In 1864, he embarks on the frigate La Thémis which is to escort the Emperor Maximilien from Austria to Mexico.
In January 1865 he embarks on the corvette Le Primauguet which is on its way to join the naval division of the China seas, a part of the French naval forces in the Far East based in Saïgon, whose Commander-in-chief at the time is Amiral and Governor of Indochina, Pierre-Paul de La Grandière.
During the long journey, Zuber makes notes on and makes drawings of the places visited : Cape Verde Island, Cape of Good Hope, where the ship goes aground, île Maurice, Singapore, reaching Saïgon in November. From there they move to Hong Kong ending up in Yokohama in Japan where le Primauguet joins the French squadron waiting for it.
On 8 June 1866, le Primauguet receives orders to set out for Shanghaï, where, under the command of Vice-Admiral Pierre-Gustave Roze a French expedition is being prepared against Korea, which is carried out in two stages between 12 September and 12 November. Given his training, the young ensign Zuber participates in the surveying and mapping of the coastline of Ganghwa Island as well as the Han River, prepares a plan of the anchorage near l'île Boisée (Woody Island), and prepares a map of the Korean peninsula using local documents.

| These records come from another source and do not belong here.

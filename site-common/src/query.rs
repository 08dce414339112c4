//! `application/x-www-form-urlencoded` query strings.
//!
//! Spaces encode as `+`; everything except ASCII alphanumerics and `*-._` is
//! percent-encoded.

use percent_encoding::{percent_decode_str, utf8_percent_encode, AsciiSet, NON_ALPHANUMERIC};

const FORM: &AsciiSet = &NON_ALPHANUMERIC.remove(b'*').remove(b'-').remove(b'.').remove(b'_');

/// Encode one key or value
pub fn encode(value: &str) -> String {
    // '%' itself is escaped, so every "%20" came from a space
    utf8_percent_encode(value, FORM).to_string().replace("%20", "+")
}

/// Decode one key or value; invalid UTF-8 is replaced
pub fn decode(value: &str) -> String {
    percent_decode_str(&value.replace('+', " "))
        .decode_utf8_lossy()
        .into_owned()
}

/// Decoded `(key, value)` pairs in order. A leading `?` is ignored, empty
/// segments are skipped and a key without `=` gets an empty value.
pub fn parse(query: &str) -> Vec<(String, String)> {
    query
        .trim_start_matches('?')
        .split('&')
        .filter(|segment| !segment.is_empty())
        .map(|segment| match segment.split_once('=') {
            Some((key, value)) => (decode(key), decode(value)),
            None => (decode(segment), String::new()),
        })
        .collect()
}

/// Encode pairs as `k=v&k=v`
pub fn serialize<K, V>(pairs: &[(K, V)]) -> String
where
    K: AsRef<str>,
    V: AsRef<str>,
{
    pairs
        .iter()
        .map(|(key, value)| format!("{}={}", encode(key.as_ref()), encode(value.as_ref())))
        .collect::<Vec<_>>()
        .join("&")
}

#[cfg(test)]
mod tests {
    use super::*;
    use pretty_assertions::assert_eq;

    #[test]
    fn encodes_like_html_forms() {
        assert_eq!(encode("Women in Engineering"), "Women+in+Engineering");
        assert_eq!(encode("title,date"), "title%2Cdate");
        assert_eq!(encode("gte.2025-03-05"), "gte.2025-03-05");
        assert_eq!(encode("100% & more"), "100%25+%26+more");
        assert_eq!(encode("Café"), "Caf%C3%A9");
    }

    #[test]
    fn decodes_plus_and_percent_spaces() {
        assert_eq!(decode("Computer+Society"), "Computer Society");
        assert_eq!(decode("Computer%20Society"), "Computer Society");
        assert_eq!(decode("Caf%C3%A9"), "Café");
        assert_eq!(decode("a%2Bb"), "a+b");
    }

    #[test]
    fn parses_pairs_in_order() {
        assert_eq!(
            parse("?ref=nav&&society=Photonics+Society&flag"),
            vec![
                ("ref".to_string(), "nav".to_string()),
                ("society".to_string(), "Photonics Society".to_string()),
                ("flag".to_string(), String::new()),
            ]
        );
        assert!(parse("").is_empty());
        assert!(parse("?").is_empty());
    }

    #[test]
    fn serializes_pairs() {
        let pairs = [("ref", "home"), ("society", "Women in Engineering")];
        assert_eq!(serialize(&pairs), "ref=home&society=Women+in+Engineering");
        assert_eq!(serialize::<&str, &str>(&[]), "");
    }
}
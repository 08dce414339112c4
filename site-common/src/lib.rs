#[macro_use]
pub mod log;
pub mod dates;
pub mod models;
pub mod pagination;
pub mod query;
pub mod routes;

// Re-exported so the view crates can pull the common pieces from one place
pub use dates::{format_date_time, is_upcoming, parse_timestamp};
pub use models::{Article, Event, Society};
pub use pagination::{pagination_numbers, total_pages, PageMarker, PAGE_SIZE};
pub use routes::Route;
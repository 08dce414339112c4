use serde::Serialize;
use site_common::dates::{is_valid_iso_date, is_valid_month, is_valid_year, month_range, year_range};
use site_common::console_warn;
use site_common::query;

use crate::models::FilterState;

/// Comparison applied to one column
#[derive(Serialize, Clone, Debug, PartialEq)]
#[serde(tag = "op", content = "value", rename_all = "snake_case")]
pub enum Condition {
    /// `column = value`
    Eq(String),
    /// `column >= value`, the inclusive lower bound of a date range
    Gte(String),
    /// `column < value`, the exclusive upper bound of a date range
    Lt(String),
}

impl Condition {
    fn operator(&self) -> &'static str {
        match self {
            Condition::Eq(_) => "eq",
            Condition::Gte(_) => "gte",
            Condition::Lt(_) => "lt",
        }
    }

    pub fn value(&self) -> &str {
        match self {
            Condition::Eq(v) | Condition::Gte(v) | Condition::Lt(v) => v,
        }
    }
}

#[derive(Serialize, Clone, Debug, PartialEq)]
pub struct ColumnFilter {
    pub column: String,
    pub condition: Condition,
}

#[derive(Serialize, Clone, Debug, PartialEq)]
pub struct Order {
    pub column: String,
    /// Nulls come last either way
    pub ascending: bool,
}

/// A read query against one table of the data service
#[derive(Serialize, Clone, Debug, PartialEq)]
pub struct TableQuery {
    /// Table name, `events` or `articles`
    pub table: String,
    /// Columns to return, in order
    pub columns: Vec<String>,
    /// All filters must hold for a row to be returned
    pub filters: Vec<ColumnFilter>,
    /// Unordered when `None`
    pub order: Option<Order>,
    /// Ask the service for the exact number of matching rows
    pub count_exact: bool,
}

impl TableQuery {
    /// Render the query in PostgREST syntax, e.g.
    /// `select=title,date&society=eq.Computer+Society&order=date.asc`
    pub fn to_query_string(&self) -> String {
        let mut pairs = vec![("select".to_string(), self.columns.join(","))];

        for filter in &self.filters {
            let value = format!("{}.{}", filter.condition.operator(), filter.condition.value());
            pairs.push((filter.column.clone(), value));
        }

        if let Some(order) = &self.order {
            let direction = if order.ascending { "asc" } else { "desc" };
            pairs.push(("order".to_string(), format!("{}.{}", order.column, direction)));
        }

        query::serialize(&pairs)
    }
}

/// Fluent builder for [`TableQuery`]
#[derive(Clone, Debug)]
pub struct QueryBuilder {
    query: TableQuery,
}

impl QueryBuilder {
    pub fn from(table: &str) -> Self {
        Self {
            query: TableQuery {
                table: table.to_string(),
                columns: Vec::new(),
                filters: Vec::new(),
                order: None,
                count_exact: false,
            },
        }
    }

    pub fn select(mut self, columns: &[&str]) -> Self {
        self.query.columns = columns.iter().map(|c| c.to_string()).collect();
        self
    }

    pub fn exact_count(mut self) -> Self {
        self.query.count_exact = true;
        self
    }

    pub fn eq(self, column: &str, value: &str) -> Self {
        self.filter(column, Condition::Eq(value.to_string()))
    }

    pub fn gte(self, column: &str, value: &str) -> Self {
        self.filter(column, Condition::Gte(value.to_string()))
    }

    pub fn lt(self, column: &str, value: &str) -> Self {
        self.filter(column, Condition::Lt(value.to_string()))
    }

    pub fn order(mut self, column: &str, ascending: bool) -> Self {
        self.query.order = Some(Order {
            column: column.to_string(),
            ascending,
        });
        self
    }

    fn filter(mut self, column: &str, condition: Condition) -> Self {
        self.query.filters.push(ColumnFilter {
            column: column.to_string(),
            condition,
        });
        self
    }

    /// Apply the remote part of the filter state: society equality, year and
    /// month ranges on `date_column`, and exact date equality.
    ///
    /// The month only counts together with a year. Malformed year, month or
    /// date values are skipped.
    pub fn apply_filters(self, filters: &FilterState, date_column: &str) -> Self {
        let mut builder = self;

        if !filters.society.is_empty() {
            builder = builder.eq("society", &filters.society);
        }

        let year = if filters.year.is_empty() {
            None
        } else if is_valid_year(&filters.year) {
            filters.year.parse::<i32>().ok()
        } else {
            console_warn!("Ignoring malformed year filter: {}", filters.year);
            None
        };

        if let Some(year) = year {
            let (start, end) = year_range(year);
            builder = builder.gte(date_column, &start).lt(date_column, &end);

            if !filters.month.is_empty() {
                match filters.month.parse::<u32>() {
                    Ok(month) if is_valid_month(&filters.month) => {
                        let (start, end) = month_range(year, month);
                        builder = builder.gte(date_column, &start).lt(date_column, &end);
                    }
                    _ => console_warn!("Ignoring malformed month filter: {}", filters.month),
                }
            }
        }

        if !filters.date.is_empty() {
            if is_valid_iso_date(&filters.date) {
                builder = builder.eq(date_column, &filters.date);
            } else {
                console_warn!("Ignoring malformed date filter: {}", filters.date);
            }
        }

        builder
    }

    pub fn build(self) -> TableQuery {
        self.query
    }
}
use chrono::{DateTime, Utc};
use serde::{Deserialize, Deserializer, Serialize};

use crate::dates::timestamp;

/// Student society - the fixed set of societies the site lists
#[derive(Serialize, Deserialize, Clone, Copy, Debug, PartialEq, Eq, Hash)]
pub enum Society {
    AntennasAndPropagation,
    Computer,
    ComputationalIntelligence,
    EngineeringInMedicineAndBiology,
    GeoscienceAndRemoteSensing,
    MicrowaveTheoryAndTechnology,
    Photonics,
    RoboticsAndAutomation,
    VehicularTechnology,
    WomenInEngineering,
}

impl Society {
    /// All societies, in the order the filter dropdowns show them
    pub const ALL: [Society; 10] = [
        Society::AntennasAndPropagation,
        Society::Computer,
        Society::ComputationalIntelligence,
        Society::EngineeringInMedicineAndBiology,
        Society::GeoscienceAndRemoteSensing,
        Society::MicrowaveTheoryAndTechnology,
        Society::Photonics,
        Society::RoboticsAndAutomation,
        Society::VehicularTechnology,
        Society::WomenInEngineering,
    ];

    /// Display name, also the value stored in the `society` column
    pub fn name(self) -> &'static str {
        match self {
            Society::AntennasAndPropagation => "Antennas and Propagation Society",
            Society::Computer => "Computer Society",
            Society::ComputationalIntelligence => "Computational Intelligence Society",
            Society::EngineeringInMedicineAndBiology => "Engineering in Medicine and Biology Society",
            Society::GeoscienceAndRemoteSensing => "Geoscience and Remote Sensing Society",
            Society::MicrowaveTheoryAndTechnology => "Microwave Theory and Technology Society",
            Society::Photonics => "Photonics Society",
            Society::RoboticsAndAutomation => "Robotics and Automation Society",
            Society::VehicularTechnology => "Vehicular Technology Society",
            Society::WomenInEngineering => "Women in Engineering",
        }
    }

    /// Path segment of the society page, `/societies/<slug>`
    pub fn slug(self) -> &'static str {
        match self {
            Society::AntennasAndPropagation => "antennas-and-propagation",
            Society::Computer => "computer-society",
            Society::ComputationalIntelligence => "computational-intelligence",
            Society::EngineeringInMedicineAndBiology => "engineering-in-medicine-and-biology",
            Society::GeoscienceAndRemoteSensing => "geoscience-and-remote-sensing",
            Society::MicrowaveTheoryAndTechnology => "microwave-theory-and-technology",
            Society::Photonics => "photonics-society",
            Society::RoboticsAndAutomation => "robotics-and-automation",
            Society::VehicularTechnology => "vehicular-technology",
            Society::WomenInEngineering => "women-in-engineering",
        }
    }

    pub fn from_name(name: &str) -> Option<Society> {
        Self::ALL.into_iter().find(|s| s.name() == name)
    }

    pub fn from_slug(slug: &str) -> Option<Society> {
        Self::ALL.into_iter().find(|s| s.slug() == slug)
    }

    /// Names of all societies
    pub fn names() -> Vec<&'static str> {
        Self::ALL.iter().map(|s| s.name()).collect()
    }
}

/// Event row of the `events` table
#[derive(Serialize, Deserialize, Clone, Debug, PartialEq)]
pub struct Event {
    #[serde(default, deserialize_with = "null_as_empty")]
    pub title: String,
    #[serde(default, deserialize_with = "null_as_empty")]
    pub description: String,
    /// Start of the event
    #[serde(with = "timestamp")]
    pub date: DateTime<Utc>,
    #[serde(default)]
    pub venue: Option<String>,
    #[serde(default)]
    pub image_url: Option<String>,
    /// Society name, one of [`Society::name`]
    #[serde(default, deserialize_with = "null_as_empty")]
    pub society: String,
}

impl Event {
    /// Columns requested from the `events` table
    pub const COLUMNS: &'static [&'static str] =
        &["title", "description", "date", "venue", "image_url", "society"];
}

/// Article row of the `articles` table
#[derive(Serialize, Deserialize, Clone, Debug, PartialEq)]
pub struct Article {
    /// Row id; numeric ids are kept in their decimal form
    #[serde(deserialize_with = "id_as_string")]
    pub id: String,
    #[serde(default, deserialize_with = "null_as_empty")]
    pub title: String,
    #[serde(default)]
    pub author: Option<String>,
    #[serde(default, deserialize_with = "null_as_empty")]
    pub publication: String,
    #[serde(with = "timestamp")]
    pub publication_date: DateTime<Utc>,
    #[serde(default, deserialize_with = "null_as_empty")]
    pub article_url: String,
    #[serde(default)]
    pub image_url: Option<String>,
    #[serde(default, deserialize_with = "null_as_empty")]
    pub society: String,
    #[serde(default, deserialize_with = "null_as_empty")]
    pub short_description: String,
}

impl Article {
    /// Columns requested from the `articles` table
    pub const COLUMNS: &'static [&'static str] = &[
        "id",
        "title",
        "author",
        "publication",
        "publication_date",
        "article_url",
        "image_url",
        "society",
        "short_description",
    ];
}

// Text columns may come back as null
fn null_as_empty<'de, D>(deserializer: D) -> Result<String, D::Error>
where
    D: Deserializer<'de>,
{
    Ok(Option::<String>::deserialize(deserializer)?.unwrap_or_default())
}

fn id_as_string<'de, D>(deserializer: D) -> Result<String, D::Error>
where
    D: Deserializer<'de>,
{
    #[derive(Deserialize)]
    #[serde(untagged)]
    enum RawId {
        Text(String),
        Number(i64),
    }

    Ok(match RawId::deserialize(deserializer)? {
        RawId::Text(text) => text,
        RawId::Number(number) => number.to_string(),
    })
}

After this, he returns to France via Java, Sydney, and New Caledonia. His note books are filled with drawings, sketches and caricatures.
All through this long campaign, Zuber produces many watercolors, particularly in China and Japan.
On reaching France in 1868, Zuber resigns from the Navy and enters the studio of the Swiss painter Charles Gleyre, determined to make a career as an artist and illustrator. He is admitted to the Salon des artistes français in 1869.
In 1870-1871, Zuber is mobilised during the war with Prussia; he sees action in the defense of Paris and the battles at Mont-Valérien. He is demobilized in March 1871 and, Alsace having become German, opts for France and settles in Paris.
On 20 July 1871 he marries Madeleine Oppermann, they travel and he paints. They have 4 children. He sets up his studio in the rue de Vaugirard in Paris in 1872. After that date, in addition to making extensive voyages, he makes many excursions in the neighborhood of Paris, and also paints many urban scenes in Paris itself.
In 1873 he publishes a narrative based on his participation in the expedition to Korea under Vice-Admiral Roze in 1866 in the illustrated magazine Le Tour du monde produced by Hachette, a celebrated periodical consacred to voyages and discoveries. Zuber is almost the first French writer to produce an account of Korea accompanied by images drawn directly in situ. Instead of descriptions of the military action he was intimately involved in, he gives the priority to the ordinary Koreans he saw, so deferential and childlike, and the magnificent autumn landscapes.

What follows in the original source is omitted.